In any event, Without Limits is stuffed with terrific soliloquies that serve as bristling evidence of Towne's poetic ear, rationalizing his demand as one of the highest-paid script doctors around. Billy Crudup (Sleepers) stars as Steve Prefontaine, the US Olympic track star hopeful who was coached by Nike founder Bill Bowerman (Donald Sutherland). Bowerman's philosophy--if you can find meaning in something like winning a race, you just might find meaning in life--was shared by the eager "Pre," a shorter, stalkier racer than his peers and therefore a kid with something to prove.

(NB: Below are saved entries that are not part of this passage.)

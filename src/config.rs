//! src/config.rs
//! Stream options: transfer size and decrypt release policy

use crate::consts::{DEFAULT_TRANSFER_SIZE, MAX_TRANSFER_SIZE};

/// What the authenticated decrypt driver does with plaintext before the tag
/// has been checked.
#[derive(Debug, Clone, Copy, PartialEq, Eq, Default)]
pub enum VerifyPolicy {
    /// Stage plaintext in memory; write it only after the tag verifies.
    /// A mismatch returns [`CryptError::Authentication`](crate::CryptError::Authentication)
    /// and the sink receives nothing.
    ///
    /// The whole plaintext is held in one heap buffer until the final
    /// chunk, so peak memory grows with the message size, not with
    /// [`StreamOptions::transfer_size`]. Use
    /// [`LegacyReleaseUnverified`](Self::LegacyReleaseUnverified) for
    /// messages that do not fit in memory.
    #[default]
    VerifyBeforeRelease,

    /// Write plaintext as it is produced and report the tag result in
    /// [`StreamSummary::message_valid`](crate::StreamSummary::message_valid).
    /// Needed for inputs too large to stage; the caller must discard the
    /// output on `Some(false)`.
    LegacyReleaseUnverified,
}

/// Options shared by all stream drivers.
///
/// ```
/// use symcrypt_rs::{StreamOptions, VerifyPolicy};
///
/// let opts = StreamOptions::new()
///     .with_transfer_size(64 * 1024)
///     .with_policy(VerifyPolicy::LegacyReleaseUnverified);
/// assert_eq!(opts.transfer_size(), 64 * 1024);
/// ```
#[derive(Debug, Clone, Copy, PartialEq, Eq)]
pub struct StreamOptions {
    transfer_size: usize,
    policy: VerifyPolicy,
}

impl StreamOptions {
    /// 2048-byte transfers, verify before release.
    #[must_use]
    pub const fn new() -> Self {
        Self {
            transfer_size: DEFAULT_TRANSFER_SIZE,
            policy: VerifyPolicy::VerifyBeforeRelease,
        }
    }

    /// Bytes pulled from the source per chunk, clamped to
    /// `1..=`[`MAX_TRANSFER_SIZE`]. Drivers align it down to the cipher block
    /// size, and never go below one block.
    #[must_use]
    pub fn with_transfer_size(mut self, transfer_size: usize) -> Self {
        self.transfer_size = transfer_size.clamp(1, MAX_TRANSFER_SIZE);
        self
    }

    #[must_use]
    pub fn with_policy(mut self, policy: VerifyPolicy) -> Self {
        self.policy = policy;
        self
    }

    #[must_use]
    pub const fn transfer_size(&self) -> usize {
        self.transfer_size
    }

    #[must_use]
    pub const fn policy(&self) -> VerifyPolicy {
        self.policy
    }
}

impl Default for StreamOptions {
    fn default() -> Self {
        Self::new()
    }
}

Pre's front-running was his trademark: he exerted all the energy he could throughout a race, psychologically unable to pace himself. Bowerman and Pre's relationship is the heart and soul of the piece--they are men with a common goal: success. Bowerman's approach is always the more scientific--he spends whole afternoons crafting special shoes (using his wife's waffle iron) with the aim of improving the aerodynamics of their wearer. Ultimately, the two stubborn men, Pre and Bowerman, have difficulty admitting to the sameness of their objectives, and any time a conflict arises between mentor and mentored, Towne's writing is thoughtful, logical, and possessed of a forward momentum.
In Without Limits, the second "Pre" movie in as many years, Crudup's dynamic performance comes out of left field, justifying his current It Boy status. At first, the high-pitched voice, extreme assuredness, and Ron Kovic mustache are a little disconcerting, evocative as they are not so much of the real Pre as Towne's affection for the film's producer (and his frequent collaborator) Tom Cruise, once slated to star. Yet Crudup shines in his scenes with on-screen paramour Monica Potter; their big courting scene is eerily private. Crudup also holds his own against Sutherland, though the opposite might be truer--Sutherland's been in a slump that he comes out of before our eyes as Without Limits progresses. An Oscar-clip moment, a quarrel between Bowerman and Pre outside a bar, convinced me utterly of their relationship.
Unfortunately, that battle of wills takes place during the movie's troublesome third act. Without Limits is a deflating balloon of a movie: the filmmakers impose a traditional inspirational biopic structure on a life that was all about non-conformity. Pre's untimely death by car accident was little more than cosmic cruelty, a grand finish to a half-conceived story, which is why we're forced to endure a syrupy eulogy--the kind where the movie's title is incorporated into the dialogue--from a teary Bowerman that imposes completion on Pre's journey. Towne is not a terribly sentimental filmmaker (or, at least, he's never given off much warmth), and these final moments are indeed awkward--overcooked, one might say: the slow-motion, double-exposed images, the cutaways of glassy-eyed Potter, the John Williams music... The sequence is textbook directing at its blandest, one of the few times Towne loses confidence in the super-abilities of his cast to say what needs to be said.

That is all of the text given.